The couple sold the land to a development company to make way for 22 homes.

By the early 2000s, cracks, however, began to appear in McGraw’s criminal empire and marriage to Margaret.

In a six-month period between September 2002 and March 2003, two of his most trusted associates, Gordon Ross, 37, and Billy McPhee, 38, were murdered.

Around this time McGraw and his wife split separated – said to be over his drinking.

He decided to take measures to improve his looks and had botox sessions and his teeth fixed and the pair were reunited.

McGraw even agreed with a suggestion by Margaret that a book could be written about him to counter the claims about him by gangland rivals in their biographies.

The gangster died aged 55 in Glasgow Royal Infirmary in July 2007 after collapsing at his home in Mount Vernon from a heart attack.

In 2009, Margaret married a friend of her husband – ironically, the son of a former police officer – at Bothwell Bridge Hotel in Lanarkshire. They honeymooned in the Caribbean but the marriage ended in 2012.

In a rare interview in 2012 to promote a book about her life, she spoke about Tam for the first time and how she became aware of his impending death and that of Ross and McPhee through her love of tarot card readings.

She added: “I knew Tam was going to have a heart attack which would kill him. It was only a matter of time and there was nothing I could do to prevent it.

“I feel Tam here with me now.

“He is probably listening to us and saying to himself, ‘That’s Margaret talking about me’.”

The book also gave a humorous insight into the relationship the McGraws enjoyed with the police in the early days.

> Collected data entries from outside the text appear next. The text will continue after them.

use std::fmt::Write as _;

use bgplens_backends::all_backends;
use bgplens_types::TimeWindow;
use clap::{CommandFactory, FromArgMatches, Parser};

#[derive(Parser, Debug)]
#[command(name = "bgplens")]
#[command(about = "Read filtered BGP records from archival data interfaces", long_about = None)]
#[command(version)]
pub struct Cli {
    /// Data interface used to find available data
    #[arg(short = 'd', long = "data-interface", value_name = "interface")]
    pub interface: Option<String>,

    /// Set an option for the current data interface; use '-o ?' to list
    /// the options the selected interface accepts
    #[arg(short = 'o', long = "option", value_name = "name,value", value_parser = parse_option_arg)]
    pub options: Vec<OptionArg>,

    /// Process records from only the given project (routeviews, ris)
    #[arg(short = 'p', long = "project", value_name = "project")]
    pub projects: Vec<String>,

    /// Process records from only the given collector
    #[arg(short = 'c', long = "collector", value_name = "collector")]
    pub collectors: Vec<String>,

    /// Process records with only the given type (ribs, updates)
    #[arg(short = 't', long = "type", value_name = "type")]
    pub record_types: Vec<String>,

    /// Process records only within the given time window; at least one
    /// window is required
    #[arg(short = 'w', long = "window", value_name = "start,end", value_parser = parse_window)]
    pub windows: Vec<TimeWindow>,

    /// Process at most one RIB dump per collector every <seconds>
    #[arg(short = 'P', long = "rib-period", value_name = "seconds")]
    pub rib_period: Option<u32>,

    /// Make blocking requests for records; allows data to be processed in
    /// real time as it is published
    #[arg(short = 'b', long = "blocking")]
    pub blocking: bool,

    /// Print one line per record (default when no output mode is given)
    #[arg(short = 'r', long = "records")]
    pub record_output: bool,

    /// Print each valid record's payload in the interface's native dump
    /// format
    #[arg(short = 'm', long = "native-dump")]
    pub native_output: bool,

    /// Print one line per element of each valid record
    #[arg(short = 'e', long = "elems")]
    pub elem_output: bool,

    /// Read defaults from this config file instead of the usual locations
    #[arg(long = "config", value_name = "file")]
    pub config: Option<String>,
}

/// One `-o` occurrence: either a name,value pair or the `?` listing
/// request.
#[derive(Debug, Clone)]
pub enum OptionArg {
    List,
    Set { name: String, value: String },
}

fn parse_option_arg(s: &str) -> Result<OptionArg, String> {
    if s == "?" {
        return Ok(OptionArg::List);
    }
    match s.split_once(',') {
        Some((name, value)) if !name.is_empty() => Ok(OptionArg::Set {
            name: name.to_string(),
            value: value.to_string(),
        }),
        _ => Err(format!(
            "malformed data interface option '{}': expecting <option-name>,<option-value>",
            s
        )),
    }
}

fn parse_window(s: &str) -> Result<TimeWindow, String> {
    let malformed = || format!("malformed time window '{}': expecting <start>,<end>", s);
    let (start, end) = s.split_once(',').ok_or_else(malformed)?;
    let start: u32 = start.trim().parse().map_err(|_| malformed())?;
    let end: u32 = end.trim().parse().map_err(|_| malformed())?;
    Ok(TimeWindow::new(start, end))
}

fn interfaces_help() -> String {
    let mut help = String::from("Data interfaces:\n");
    for meta in all_backends() {
        let default = if meta.is_default { " (default)" } else { "" };
        let _ = writeln!(help, "  {:<12}{}{}", meta.name, meta.description, default);
    }
    help.push_str("\nUse '-o ?' to list the options accepted by the selected data interface.");
    help
}

/// The clap command with the dynamic data-interface listing attached.
pub fn command() -> clap::Command {
    Cli::command().after_help(interfaces_help())
}

pub fn parse() -> Cli {
    // getopt-era '-?' help alias; clap cannot register '?' as a short flag
    if std::env::args_os().skip(1).any(|arg| arg == "-?") {
        let _ = command().print_help();
        std::process::exit(0);
    }
    let matches = command().get_matches();
    match Cli::from_arg_matches(&matches) {
        Ok(cli) => cli,
        Err(e) => e.exit(),
    }
}

/// One-line usage hint on stderr, printed after usage errors.
pub fn print_usage() {
    let mut cmd = command();
    eprintln!("{}", cmd.render_usage());
    eprintln!("For more information, try '-h'.");
}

It told of how one police officer asked Margaret, who was working in an ice cream van, if she would go to a local off-sales to buy him some drink for a leaving party they were planning later that evening.

Because he was in uniform, he was unable to enter the premises to buy alcohol.

Margaret told of how she was driven by another cop in an unmarked police car to the off-sales to make the purchase.

A further tragedy was to follow in 2013 when the McGraws’ son William died from drug and alcohol intoxication.

Four years later, it was revealed that Margaret had sold off the McGraws’ taxi firm interests for £1.4 million.

She passed away at the age of 66 in 2018 from cancer more than 10 years after the death of her gangster husband.

Margaret left behind a multi-million-pound family fortune and to this day it remains a mystery where it all ended up.

One underworld source said at the time: “Tam McGraw never did anything in his criminal career without consulting Margaret.

“While he may have been a king of crime in Glasgow, she was definitely the power behind the throne.”